Northanger Abbey is the story of Catherine Morland, a young woman with an appetite for novels but whose ‘situation in life, the character of her father and mother, her own person and disposition, were all equally against’ her ever becoming a heroine. Catherine, enamoured with the works of Sheffield Gothic’s own beloved Ann Radcliffe and desirous of adventure, sets off to Bath in the company of family friends to make her first entry into town society.

Though written sometime in the 1790’s - around the same time as early drafts of Sense and Sensibility and Pride and Prejudice - Northanger Abbey wasn’t published after Austen’s death, packaged together with Persuasion and a biographical note from Henry Austen acknowledging his sister’s identity as the popular author of her four previous novels. Northanger Abbey has often since been published alongside Persuasion, as Austen’s two ‘Bath’ novels, but the two novels hardly sit well together; written in the final months of her life Persuasion is Austen’s most mature, reflective and moving work, a world away from Northanger Abbey.

In fact, Northanger Abbey was almost Austen’s first published work. In 1803, Henry Austen helped his sister sell the novel, then called Susan, for £10 to Richard Crosby. The family eagerly awaited the publication; it never came – though Austen wrote an excellent, biting letter to the publisher in 1809 signed ‘Mrs Ashton Dennis’(MAD) to demand it be returned to her. Some edits to the manuscript must have been made by Austen – such as the updates to the setting and the change of the heroine’s name to Catherine – but many critics have noted that the tone and style of the novel speak more to that of Austen’s juvenilia than her later novels.

Northanger Abbey is often thought of as a parody of the wildly popular Gothic novels of the 1790’s. Its narrative beats playfully mimic that of Radcliffe’s The Mysteries of Udolpho¸ though I’ve always felt the novel’s satire focus more on the ‘misreading’ of the Gothic rather than the form itself.
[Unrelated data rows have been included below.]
use std::sync::OnceLock;
use std::time::Duration;

use async_trait::async_trait;
use regex::Regex;
use reqwest::header::{HeaderMap, HeaderValue, ACCEPT, USER_AGENT};
use reqwest::Client;
use url::Url;

use crate::error::{AppError, Result};

const USER_AGENT_STRING: &str = "Mozilla/5.0 (X11; Linux x86_64; rv:128.0) Gecko/20100101 Firefox/128.0";

// Wide enough that html2text does not hard-wrap paragraphs.
const TEXT_WIDTH: usize = 400;

/// Retrieves a page and returns its readable text.
#[async_trait]
pub trait PageLoader: Send + Sync {
    async fn load_text(&self, url: &str) -> Result<String>;
}

pub struct HttpPageLoader {
    client: Client,
}

impl HttpPageLoader {
    pub fn new(timeout: Duration) -> Result<Self> {
        let mut headers = HeaderMap::new();
        headers.insert(USER_AGENT, HeaderValue::from_static(USER_AGENT_STRING));
        headers.insert(
            ACCEPT,
            HeaderValue::from_static("text/html,application/xhtml+xml,text/plain;q=0.9,*/*;q=0.8"),
        );

        let client = Client::builder()
            .timeout(timeout)
            .connect_timeout(timeout)
            .default_headers(headers)
            .build()?;
        Ok(Self { client })
    }
}

#[async_trait]
impl PageLoader for HttpPageLoader {
    async fn load_text(&self, page_url: &str) -> Result<String> {
        let url = Url::parse(page_url)?;
        if !matches!(url.scheme(), "http" | "https") {
            return Err(AppError::PageRetrieval(format!(
                "unsupported scheme '{}' in {}",
                url.scheme(),
                page_url
            )));
        }

        let response = self
            .client
            .get(url)
            .send()
            .await
            .map_err(|e| AppError::PageRetrieval(format!("{}: {}", page_url, e)))?;

        if !response.status().is_success() {
            return Err(AppError::PageRetrieval(format!(
                "{}: HTTP {}",
                page_url,
                response.status()
            )));
        }

        let html = response
            .text()
            .await
            .map_err(|e| AppError::PageRetrieval(format!("{}: {}", page_url, e)))?;

        let text = extract_text(&html)?;
        if text.is_empty() {
            return Err(AppError::PageRetrieval(format!(
                "{}: no readable text",
                page_url
            )));
        }

        tracing::debug!(url = page_url, chars = text.chars().count(), "Loaded page text");
        Ok(text)
    }
}

/// Convert HTML to plain text, trimming lines and keeping single blank lines
/// as paragraph breaks.
pub fn extract_text(html: &str) -> Result<String> {
    static BLANK_RUNS: OnceLock<Option<Regex>> = OnceLock::new();

    let text = html2text::from_read(html.as_bytes(), TEXT_WIDTH)
        .map_err(|e| AppError::PageRetrieval(format!("html conversion failed: {}", e)))?;

    let trimmed = text
        .lines()
        .map(|l| l.trim())
        .collect::<Vec<_>>()
        .join("\n");

    let trimmed = trimmed.trim();
    match BLANK_RUNS.get_or_init(|| Regex::new(r"\n{3,}").ok()) {
        Some(blank_runs) => Ok(blank_runs.replace_all(trimmed, "\n\n").into_owned()),
        None => Ok(trimmed.to_string()),
    }
}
Henry Tilney, the charming man who reads novels and knows his muslin, after all admonishes Catherine not for reading novels but for the assumptions about the world she has made from reading them. Catherine when we first meet her lacks both experience and sensibility and reads Radcliffe’s work not as a masterful, powerful analogy for contemporary anxieties but as a racy, wild romance.
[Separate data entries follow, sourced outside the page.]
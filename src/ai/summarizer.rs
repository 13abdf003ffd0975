use std::sync::Arc;
use std::time::Instant;

use crate::error::{AppError, Result};
use crate::models::{StorySummary, SUMMARY_UNAVAILABLE};
use crate::services::PageLoader;

use super::{TextGenerator, TextSplitter};

/// Only the leading chunks of a page are sent to the model.
pub const MAX_CONTEXT_CHUNKS: usize = 4;

pub fn summary_prompt(context: &str) -> String {
    format!(
        "You are a concise technical summarizer.\n\n\
         Context:\n{}\n\n\
         Provide:\n\
         - 2-3 sentence summary\n\
         - 3 bullet points\n",
        context
    )
}

/// Turns a story link into a short synopsis of the linked page.
pub struct PageSummarizer {
    loader: Arc<dyn PageLoader>,
    generator: Arc<dyn TextGenerator>,
    splitter: TextSplitter,
    max_chunks: usize,
}

impl PageSummarizer {
    pub fn new(loader: Arc<dyn PageLoader>, generator: Arc<dyn TextGenerator>) -> Self {
        Self {
            loader,
            generator,
            splitter: TextSplitter::default(),
            max_chunks: MAX_CONTEXT_CHUNKS,
        }
    }

    pub fn model_version(&self) -> &str {
        self.generator.model_name()
    }

    /// Always returns displayable text. Without a link the title (or a fixed
    /// sentinel) stands in; any retrieval or model failure yields
    /// `"Summary unavailable for {url}"`.
    pub async fn summarize(&self, url: Option<&str>, fallback_title: Option<&str>) -> String {
        let Some(url) = url.filter(|u| !u.trim().is_empty()) else {
            return fallback_title
                .filter(|t| !t.trim().is_empty())
                .unwrap_or(SUMMARY_UNAVAILABLE)
                .to_string();
        };

        let started = Instant::now();
        match self.try_summarize(url).await {
            Ok(summary) => {
                tracing::debug!(
                    url,
                    elapsed_ms = started.elapsed().as_millis() as u64,
                    "Summarized page"
                );
                summary
            }
            Err(e) => {
                tracing::warn!(
                    url,
                    elapsed_ms = started.elapsed().as_millis() as u64,
                    error = %e,
                    "Summarization failed; using placeholder"
                );
                StorySummary::unavailable_for(url)
            }
        }
    }

    async fn try_summarize(&self, url: &str) -> Result<String> {
        let text = self.loader.load_text(url).await?;

        let context = self.build_context(&text);
        if context.is_empty() {
            return Err(AppError::PageRetrieval(format!("{}: no readable text", url)));
        }

        let output = self.generator.generate(&summary_prompt(&context)).await?;
        if output.trim().is_empty() {
            return Err(AppError::ModelInvocation(format!(
                "{} returned an empty response",
                self.generator.model_name()
            )));
        }

        Ok(output)
    }

    /// First few overlapping chunks of `text`, in document order.
    pub fn build_context(&self, text: &str) -> String {
        self.splitter
            .split(text)
            .into_iter()
            .take(self.max_chunks)
            .collect::<Vec<_>>()
            .join("\n\n")
    }
}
(One of my many bookcases)
I’ve always found much to adore in Northanger Abbey: the humour, the pace, the liveliness. The slyness of Isabella Thrope and Austen’s ridiculing of John Thorpe’s boastful hypermasculinity.  The innocence and sweetness of Catherine, her growth and development over the course of the novel. Everything about Henry Tilney. But it’s also the novel that features Austen’s excellent, impassioned defence of the novel as works ‘in which the greatest powers of the mind are displayed, in which the most thorough knowledge of human nature, the happiest delineation of its varieties, the liveliest effusions of wit and humour, are conveyed to the world in the best–chosen language.’

Over the years I’ve collected a number of different editions of the novel, including an old Folio Society edition that’s among my most prized possessions. However, despite the many, many bookcases in my house I *still* don’t have the space to display my full Austen collection.
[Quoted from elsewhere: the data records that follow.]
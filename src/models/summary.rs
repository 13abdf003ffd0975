use serde::{Deserialize, Serialize};

use super::{Story, StoredStory};

/// Placeholder used when an item has neither a link nor a title.
pub const SUMMARY_UNAVAILABLE: &str = "Summary unavailable";

/// Synopsis of one story's linked page, keyed by the story id.
#[derive(Debug, Clone, PartialEq, Eq, Serialize, Deserialize)]
pub struct StorySummary {
    pub id: i64,
    /// Empty when the story had no link.
    pub url: String,
    pub summary: String,
}

impl StorySummary {
    pub fn new(id: i64, url: Option<&str>, summary: String) -> Self {
        Self {
            id,
            url: url.unwrap_or_default().to_string(),
            summary,
        }
    }

    /// Sentinel text for a page that could not be summarized.
    pub fn unavailable_for(url: &str) -> String {
        format!("{} for {}", SUMMARY_UNAVAILABLE, url)
    }

    /// Summary used when no worker produced a result for `story`.
    pub fn placeholder(story: &Story) -> Self {
        let summary = match story.link() {
            Some(url) => Self::unavailable_for(url),
            None => story
                .title
                .clone()
                .filter(|t| !t.trim().is_empty())
                .unwrap_or_else(|| SUMMARY_UNAVAILABLE.to_string()),
        };
        Self::new(story.id, story.link(), summary)
    }

    pub fn is_placeholder(&self) -> bool {
        self.summary == SUMMARY_UNAVAILABLE
            || (!self.url.is_empty() && self.summary == Self::unavailable_for(&self.url))
    }
}

/// A stored story joined with its summary, in ranked order.
#[derive(Debug, Clone, PartialEq)]
pub struct DigestEntry {
    pub stored: StoredStory,
    pub summary: Option<StorySummary>,
}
Some of my favourite covers however, include this absolutely marvellous, over the top cover from (I believe) a 70’s edition of the novel published by the Paperback Library:



Though I’m fond of these simple, but lovely Penguin covers:


I also loved Marvel’s 2011 Northanger Abbey by Nancy Butler and Janet Lee:


But I think my favourite will always be the watercolour illustrations by CE Brock, from a 1907 edition of the novel.




Lauren Nixon is a PhD researcher at the University of Sheffield specialising in masculinity in the Gothic, and she is also co-organiser of Sheffield Gothic and the Reimagining the Gothic project. She only brings up Jane Austen when it is absolutely relevant, which is apparently three to four time a day.